Records from a data collection

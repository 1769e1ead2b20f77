use anyhow::{Context, Result};
use sea_orm::ActiveValue::{NotSet, Unchanged};
use sea_orm::{
    ActiveModelTrait, ColumnTrait, DatabaseConnection, DbErr, EntityTrait, FromQueryResult,
    PaginatorTrait, QueryFilter, QueryOrder, QuerySelect, Set,
};
use tracing::info;

use crate::domain::{PaymentProof, now_timestamp};
use crate::entities::{alumni, prelude::*};

/// An alumni row without the attachment bytes.
#[derive(Debug, Clone, FromQueryResult)]
pub struct AlumniRow {
    pub id: i32,
    pub first_name: String,
    pub last_name: String,
    pub email: String,
    pub phone: String,
    pub year: Option<i32>,
    pub course: String,
    pub company: String,
    pub position: String,
    pub country: String,
    pub city: String,
    pub latitude: Option<f64>,
    pub longitude: Option<f64>,
    pub is_verified: bool,
    pub paid: bool,
    pub payment_proof: Option<String>,
    pub payment_proof_type: Option<String>,
    pub payment_proof_size: Option<i64>,
    pub created_at: String,
    pub updated_at: String,
}

impl From<alumni::Model> for AlumniRow {
    fn from(model: alumni::Model) -> Self {
        Self {
            id: model.id,
            first_name: model.first_name,
            last_name: model.last_name,
            email: model.email,
            phone: model.phone,
            year: model.year,
            course: model.course,
            company: model.company,
            position: model.position,
            country: model.country,
            city: model.city,
            latitude: model.latitude,
            longitude: model.longitude,
            is_verified: model.is_verified,
            paid: model.paid,
            payment_proof: model.payment_proof,
            payment_proof_type: model.payment_proof_type,
            payment_proof_size: model.payment_proof_size,
            created_at: model.created_at,
            updated_at: model.updated_at,
        }
    }
}

const ROW_COLUMNS: [alumni::Column; 20] = [
    alumni::Column::Id,
    alumni::Column::FirstName,
    alumni::Column::LastName,
    alumni::Column::Email,
    alumni::Column::Phone,
    alumni::Column::Year,
    alumni::Column::Course,
    alumni::Column::Company,
    alumni::Column::Position,
    alumni::Column::Country,
    alumni::Column::City,
    alumni::Column::Latitude,
    alumni::Column::Longitude,
    alumni::Column::IsVerified,
    alumni::Column::Paid,
    alumni::Column::PaymentProof,
    alumni::Column::PaymentProofType,
    alumni::Column::PaymentProofSize,
    alumni::Column::CreatedAt,
    alumni::Column::UpdatedAt,
];

/// Stored attachment columns of one alumni row.
#[derive(Debug, Clone, FromQueryResult)]
pub struct StoredProofRow {
    pub payment_proof: Option<String>,
    pub payment_proof_data: Option<Vec<u8>>,
    pub payment_proof_type: Option<String>,
    pub payment_proof_size: Option<i64>,
}

/// Profile fields as written by create and update, already normalised.
#[derive(Debug, Clone, Default)]
pub struct AlumniFields {
    pub first_name: String,
    pub last_name: String,
    pub email: String,
    pub phone: String,
    pub year: Option<i32>,
    pub course: String,
    pub company: String,
    pub position: String,
    pub country: String,
    pub city: String,
    pub latitude: Option<f64>,
    pub longitude: Option<f64>,
    pub is_verified: bool,
    pub paid: bool,
    /// Update leaves `year`, `latitude` and `longitude` untouched when `None`.
    pub keep_missing_numbers: bool,
}

pub struct AlumniRepository {
    conn: DatabaseConnection,
}

impl AlumniRepository {
    #[must_use]
    pub const fn new(conn: DatabaseConnection) -> Self {
        Self { conn }
    }

    pub async fn insert(
        &self,
        fields: AlumniFields,
        proof: Option<PaymentProof>,
    ) -> Result<AlumniRow> {
        let now = now_timestamp();
        let mut active = alumni::ActiveModel {
            first_name: Set(fields.first_name),
            last_name: Set(fields.last_name),
            email: Set(fields.email),
            phone: Set(fields.phone),
            year: Set(fields.year),
            course: Set(fields.course),
            company: Set(fields.company),
            position: Set(fields.position),
            country: Set(fields.country),
            city: Set(fields.city),
            latitude: Set(fields.latitude),
            longitude: Set(fields.longitude),
            is_verified: Set(fields.is_verified),
            paid: Set(fields.paid),
            payment_proof: Set(None),
            payment_proof_data: Set(None),
            payment_proof_type: Set(None),
            payment_proof_size: Set(None),
            created_at: Set(now.clone()),
            updated_at: Set(now),
            ..Default::default()
        };

        if let Some(proof) = proof {
            set_proof(&mut active, proof);
        }

        let model = active
            .insert(&self.conn)
            .await
            .context("Failed to insert alumni")?;

        info!(alumni_id = model.id, "Registered alumni");
        Ok(AlumniRow::from(model))
    }

    /// Overwrites the profile fields of an existing row.
    ///
    /// Attachment columns are only written when `proof` is given, and the
    /// `paid` and `is_verified` flags are only ever raised here. With
    /// `keep_missing_numbers`, absent year and coordinates keep their
    /// stored values.
    pub async fn update(
        &self,
        id: i32,
        fields: AlumniFields,
        proof: Option<PaymentProof>,
    ) -> Result<Option<AlumniRow>> {
        if !self.exists(id).await? {
            return Ok(None);
        }

        let mut active = alumni::ActiveModel {
            id: Unchanged(id),
            first_name: Set(fields.first_name),
            last_name: Set(fields.last_name),
            email: Set(fields.email),
            phone: Set(fields.phone),
            year: Set(fields.year),
            course: Set(fields.course),
            company: Set(fields.company),
            position: Set(fields.position),
            country: Set(fields.country),
            city: Set(fields.city),
            latitude: Set(fields.latitude),
            longitude: Set(fields.longitude),
            updated_at: Set(now_timestamp()),
            ..Default::default()
        };

        if fields.keep_missing_numbers {
            if fields.year.is_none() {
                active.year = NotSet;
            }
            if fields.latitude.is_none() {
                active.latitude = NotSet;
            }
            if fields.longitude.is_none() {
                active.longitude = NotSet;
            }
        }
        if fields.is_verified {
            active.is_verified = Set(true);
        }
        if fields.paid {
            active.paid = Set(true);
        }
        if let Some(proof) = proof {
            set_proof(&mut active, proof);
        }

        self.save(active).await
    }

    /// Replaces the stored attachment and marks the row as paid.
    pub async fn attach_proof(&self, id: i32, proof: PaymentProof) -> Result<Option<AlumniRow>> {
        if !self.exists(id).await? {
            return Ok(None);
        }

        let mut active = alumni::ActiveModel {
            id: Unchanged(id),
            updated_at: Set(now_timestamp()),
            ..Default::default()
        };
        set_proof(&mut active, proof);

        self.save(active).await
    }

    async fn save(&self, active: alumni::ActiveModel) -> Result<Option<AlumniRow>> {
        match active.update(&self.conn).await {
            Ok(model) => Ok(Some(AlumniRow::from(model))),
            // Deleted between the existence check and the write
            Err(DbErr::RecordNotUpdated) => Ok(None),
            Err(e) => Err(anyhow::Error::new(e).context("Failed to update alumni")),
        }
    }

    pub async fn exists(&self, id: i32) -> Result<bool> {
        let count = Alumni::find_by_id(id)
            .count(&self.conn)
            .await
            .context("Failed to query alumni by ID")?;
        Ok(count > 0)
    }

    pub async fn get(&self, id: i32) -> Result<Option<AlumniRow>> {
        Alumni::find_by_id(id)
            .select_only()
            .columns(ROW_COLUMNS)
            .into_model::<AlumniRow>()
            .one(&self.conn)
            .await
            .context("Failed to query alumni by ID")
    }

    pub async fn get_by_email(&self, email: &str) -> Result<Option<AlumniRow>> {
        Alumni::find()
            .select_only()
            .columns(ROW_COLUMNS)
            .filter(alumni::Column::Email.eq(email))
            .into_model::<AlumniRow>()
            .one(&self.conn)
            .await
            .context("Failed to query alumni by email")
    }

    pub async fn email_exists(&self, email: &str) -> Result<bool> {
        let count = Alumni::find()
            .filter(alumni::Column::Email.eq(email))
            .count(&self.conn)
            .await
            .context("Failed to count alumni by email")?;
        Ok(count > 0)
    }

    /// Returns `None` when the row does not exist.
    pub async fn get_payment_proof(&self, id: i32) -> Result<Option<StoredProofRow>> {
        Alumni::find_by_id(id)
            .select_only()
            .columns([
                alumni::Column::PaymentProof,
                alumni::Column::PaymentProofData,
                alumni::Column::PaymentProofType,
                alumni::Column::PaymentProofSize,
            ])
            .into_model::<StoredProofRow>()
            .one(&self.conn)
            .await
            .context("Failed to query payment proof")
    }

    /// One-based page of rows ordered by ID, plus the total row count.
    pub async fn list_page(&self, page: u64, page_size: u64) -> Result<(Vec<AlumniRow>, u64)> {
        let paginator = Alumni::find()
            .select_only()
            .columns(ROW_COLUMNS)
            .order_by_asc(alumni::Column::Id)
            .into_model::<AlumniRow>()
            .paginate(&self.conn, page_size);

        let total = paginator
            .num_items()
            .await
            .context("Failed to count alumni")?;
        let items = paginator
            .fetch_page(page.saturating_sub(1))
            .await
            .context("Failed to fetch alumni page")?;

        Ok((items, total))
    }

    /// Rows with both coordinates present and non-zero.
    pub async fn list_with_location(&self) -> Result<Vec<AlumniRow>> {
        Alumni::find()
            .select_only()
            .columns(ROW_COLUMNS)
            .filter(alumni::Column::Latitude.is_not_null())
            .filter(alumni::Column::Longitude.is_not_null())
            .filter(alumni::Column::Latitude.ne(0.0))
            .filter(alumni::Column::Longitude.ne(0.0))
            .order_by_asc(alumni::Column::Id)
            .into_model::<AlumniRow>()
            .all(&self.conn)
            .await
            .context("Failed to query alumni locations")
    }

    pub async fn delete(&self, id: i32) -> Result<bool> {
        let result = Alumni::delete_by_id(id)
            .exec(&self.conn)
            .await
            .context("Failed to delete alumni")?;

        let removed = result.rows_affected > 0;
        if removed {
            info!(alumni_id = id, "Deleted alumni");
        }
        Ok(removed)
    }
}

fn set_proof(active: &mut alumni::ActiveModel, proof: PaymentProof) {
    let size = i64::try_from(proof.data.len()).unwrap_or(i64::MAX);
    active.payment_proof = Set(Some(proof.filename));
    active.payment_proof_type = Set(Some(proof.content_type));
    active.payment_proof_data = Set(Some(proof.data));
    active.payment_proof_size = Set(Some(size));
    active.paid = Set(true);
}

_Problem requirements_
Search the entries for the string "const". Copy every line that has it.

_Exercise solution_
const ROW_COLUMNS: [alumni::Column; 20] = [
    pub const fn new(conn: DatabaseConnection) -> Self {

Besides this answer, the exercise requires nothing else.